The input is not CUDA C++, and tileiras does not perform preprocessing, C++ parsing, EDG lowering, template instantiation, or host-stub generation. Those responsibilities belong to other CUDA tools. Tileiras is the compiler for a lower-level tile IR surface.

The broad flow is:

tileiras bytecode
    -> parse builtin.module
    -> load cuda_tile, nv_tileaa, nv_tileas, cute, cute_nvgpu, cutlass
    -> lower tile program toward LLVM and NVVM
    -> run TileAS scheduling, layout, TMA, pipeline, and cluster passes
    -> run NVPTX code generation
    -> run ptxas
    -> optionally run nvdisasm -c for annotated disassembly payloads
    -> emit host ELF relocatable

Public Contract

For integration work, treat tileiras as a narrow bytecode-to-object compiler.

Produce MLIR bytecode for a builtin.module whose dialect tables match the CUDA 13.1 tile dialect schema.
Select one of the supported Blackwell-family targets.
Provide host, optimization, debug, line-info, output, and sanitizer options through the driver interface.
Ensure ptxas is available. Some configurations also require nvdisasm because the compile pipeline shells out to it.
Consume the produced object file, normally elf.o, as a host relocatable carrying the device payload.

The driver has a deliberately small option surface compared with nvcc or cicc: target GPU, host architecture, host OS, optimization level, line info, device debug, sanitizer mode, and output path. Most of the complexity is inside the bytecode reader and pass pipeline, not in command-line dispatch.

Compiler Model

Tileiras lowers across nine dialect layers. The early dialects preserve tile semantics; the middle dialects make layout, memory, and scheduling explicit; the late dialects bridge into NVVM and LLVM.

Dialect	Role
`cuda_tile`	Public bytecode-facing tile program surface: blocks, tiles, async operations, atomics, and high-level tensor actions.
`nv_tileaa`	Alias-aware layer with typed pointer, token, and view operations.
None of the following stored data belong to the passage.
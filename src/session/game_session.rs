//! One human-vs-computer game: turn order, move validation, the computer's
//! replies, undo, restart, and the move log.
//!
//! White always moves first, so the side to move follows from the parity of
//! the board history. A captured king ends the game, and so does a side to
//! move without candidate moves; afterwards only `restart` and `save_log` are
//! accepted.

use std::fmt;
use std::path::PathBuf;

use tracing::info;

use crate::engines::engine_minimax::MinimaxEngine;
use crate::engines::engine_trait::{Engine, GoParams};
use crate::errors::{ChessError, ChessResult};
use crate::game_state::board_location::BoardLocation;
use crate::game_state::board_state::BoardState;
use crate::game_state::chess_move::ChessMove;
use crate::game_state::chess_types::{Color, Piece};
use crate::move_generation::move_generator::all_legal_moves;
use crate::session::game_config::GameConfig;
use crate::session::move_log::MoveLog;

#[derive(Debug, Clone, Copy, PartialEq, Eq)]
pub enum Winner {
    Human,
    Computer,
}

impl fmt::Display for Winner {
    fn fmt(&self, f: &mut fmt::Formatter<'_>) -> fmt::Result {
        match self {
            Winner::Human => write!(f, "human"),
            Winner::Computer => write!(f, "computer"),
        }
    }
}

/// How a finished game ended.
#[derive(Debug, Clone, Copy, PartialEq, Eq)]
pub enum GameEnd {
    KingCaptured(Winner),
    /// The side to move had no candidate moves.
    NoMoves(Color),
}

/// What happened on a committed ply.
#[derive(Debug, Clone, Copy, PartialEq, Eq)]
pub struct MoveReport {
    pub mv: ChessMove,
    pub king_captured: bool,
    /// Score reported by the engine, for computer moves.
    pub score: Option<i32>,
}

pub struct GameSession {
    config: GameConfig,
    board: BoardState,
    engine: MinimaxEngine,
    log: MoveLog,
    outcome: Option<GameEnd>,
}

impl GameSession {
    pub fn new(config: GameConfig) -> Self {
        let board = BoardState::new_game(config.human_color);
        Self::with_board(config, board)
    }

    /// Starts a session from a prepared position. The log starts empty.
    pub fn with_board(config: GameConfig, board: BoardState) -> Self {
        let mut engine = config.build_engine();
        engine.new_game();
        info!(
            human = %config.human_color,
            difficulty = %config.difficulty,
            depth = config.search_depth(),
            scorer = %config.scorer,
            sign_convention = %config.sign_convention,
            "new game"
        );
        let mut session = Self {
            config,
            board,
            engine,
            log: MoveLog::new(),
            outcome: None,
        };
        session.end_if_stuck();
        session
    }

    pub fn config(&self) -> &GameConfig {
        &self.config
    }

    pub fn board(&self) -> &BoardState {
        &self.board
    }

    pub fn log(&self) -> &MoveLog {
        &self.log
    }

    pub fn outcome(&self) -> Option<GameEnd> {
        self.outcome
    }

    /// The king-capturing side, if the game ended that way.
    pub fn winner(&self) -> Option<Winner> {
        match self.outcome {
            Some(GameEnd::KingCaptured(winner)) => Some(winner),
            _ => None,
        }
    }

    pub fn is_over(&self) -> bool {
        self.outcome.is_some()
    }

    pub fn human_color(&self) -> Color {
        self.config.human_color
    }

    pub fn computer_color(&self) -> Color {
        self.config.computer_color()
    }

    pub fn side_to_move(&self) -> Color {
        if self.board.history().len() % 2 == 0 {
            Color::White
        } else {
            Color::Black
        }
    }

    pub fn is_human_turn(&self) -> bool {
        self.side_to_move() == self.human_color()
    }

    /// Candidate moves of the human's piece at `from`.
    pub fn moves_from(&self, from: BoardLocation) -> ChessResult<Vec<ChessMove>> {
        self.human_piece_at(from)?;
        Ok(self.board.legal_moves(from))
    }

    pub fn submit_human_move(
        &mut self,
        from: BoardLocation,
        to: BoardLocation,
    ) -> ChessResult<MoveReport> {
        self.ensure_turn(self.human_color())?;
        let moved = self.human_piece_at(from)?;
        let mv = ChessMove::new(from, to, moved, self.board.piece_at(to));
        let king_captured = self.board.apply_checked(mv)?;
        Ok(self.commit(mv, king_captured, Winner::Human, None))
    }

    pub fn play_computer_turn(&mut self) -> ChessResult<MoveReport> {
        let color = self.computer_color();
        self.ensure_turn(color)?;
        let out = self
            .engine
            .choose_move(&mut self.board, color, &GoParams::default())?;
        let mv = out.best_move.ok_or(ChessError::NoLegalMoves(color))?;
        let king_captured = self.board.apply_move(mv);
        Ok(self.commit(mv, king_captured, Winner::Computer, out.score))
    }

    /// Takes back the last two plies, one per side.
    pub fn undo_turn(&mut self) -> ChessResult<()> {
        if self.is_over() {
            return Err(ChessError::GameOver);
        }
        if self.board.history().len() < 2 {
            return Err(ChessError::EmptyHistory);
        }
        let last = self.board.undo_move()?;
        let previous = self.board.undo_move()?;
        self.log.pop_turn();
        info!(undone = %last, also = %previous, "turn undone");
        Ok(())
    }

    pub fn restart(&mut self) {
        self.board.reset();
        self.log.clear();
        self.outcome = None;
        self.engine.new_game();
        info!(human = %self.human_color(), "game restarted");
        self.end_if_stuck();
    }

    pub fn result_text(&self) -> String {
        match self.outcome {
            Some(GameEnd::KingCaptured(Winner::Human)) => {
                format!("{} wins (human, king captured)", self.human_color())
            }
            Some(GameEnd::KingCaptured(Winner::Computer)) => {
                format!("{} wins (computer, king captured)", self.computer_color())
            }
            Some(GameEnd::NoMoves(color)) => {
                let who = if color == self.human_color() {
                    "human"
                } else {
                    "computer"
                };
                format!("{color} has no moves ({who}), game ends")
            }
            None => "in progress".to_owned(),
        }
    }

    pub fn save_log(&self) -> ChessResult<PathBuf> {
        self.log.save_to(&self.config.log_dir, &self.result_text())
    }

    fn ensure_turn(&self, color: Color) -> ChessResult<()> {
        if self.is_over() {
            return Err(ChessError::GameOver);
        }
        if self.side_to_move() != color {
            return Err(ChessError::NotYourTurn);
        }
        Ok(())
    }

    fn human_piece_at(&self, loc: BoardLocation) -> ChessResult<Piece> {
        let piece = self.board.piece_at(loc).ok_or(ChessError::NoPieceAt(loc))?;
        if piece.color != self.human_color() {
            return Err(ChessError::NotYourPiece(loc));
        }
        Ok(piece)
    }

    /// Ends the game when the side to move has no candidate moves.
    fn end_if_stuck(&mut self) {
        let side = self.side_to_move();
        if self.outcome.is_none() && all_legal_moves(&self.board, side).is_empty() {
            self.outcome = Some(GameEnd::NoMoves(side));
            info!(%side, "game over, side to move has no moves");
        }
    }

    fn commit(
        &mut self,
        mv: ChessMove,
        king_captured: bool,
        mover: Winner,
        score: Option<i32>,
    ) -> MoveReport {
        self.log.push(&mv);
        info!(by = %mover, %mv, ply = self.board.history().len(), "move committed");
        if king_captured {
            self.outcome = Some(GameEnd::KingCaptured(mover));
            info!(winner = %mover, "game over");
        } else {
            self.end_if_stuck();
        }
        MoveReport {
            mv,
            king_captured,
            score,
        }
    }
}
It makes memory-space and aliasing facts explicit enough for later rewriting.
`nv_tileas`	Assembler-near layer for schedules, layouts, execution units, TMA descriptors, pipeline state, and resource decisions.
`cute`	Layout algebra and tile decomposition primitives.
`cute_nvgpu`	NVIDIA GPU atom layer: MMA atoms, TMA, WGMMA, tcgen05, LDSM/STSM, and cluster-specific operations.
`cutlass`	Pipeline, scheduler, sequence-barrier, and block-striped primitives reused from the CUTLASS programming model.
`mlir::nvgpu`	Generic NVIDIA GPU bridge dialect used before NVVM lowering.
`NVVM`	LLVM IR with NVPTX intrinsics and NVIDIA memory-space semantics.
`llvm`	Final LLVM IR representation consumed by the NVPTX backend.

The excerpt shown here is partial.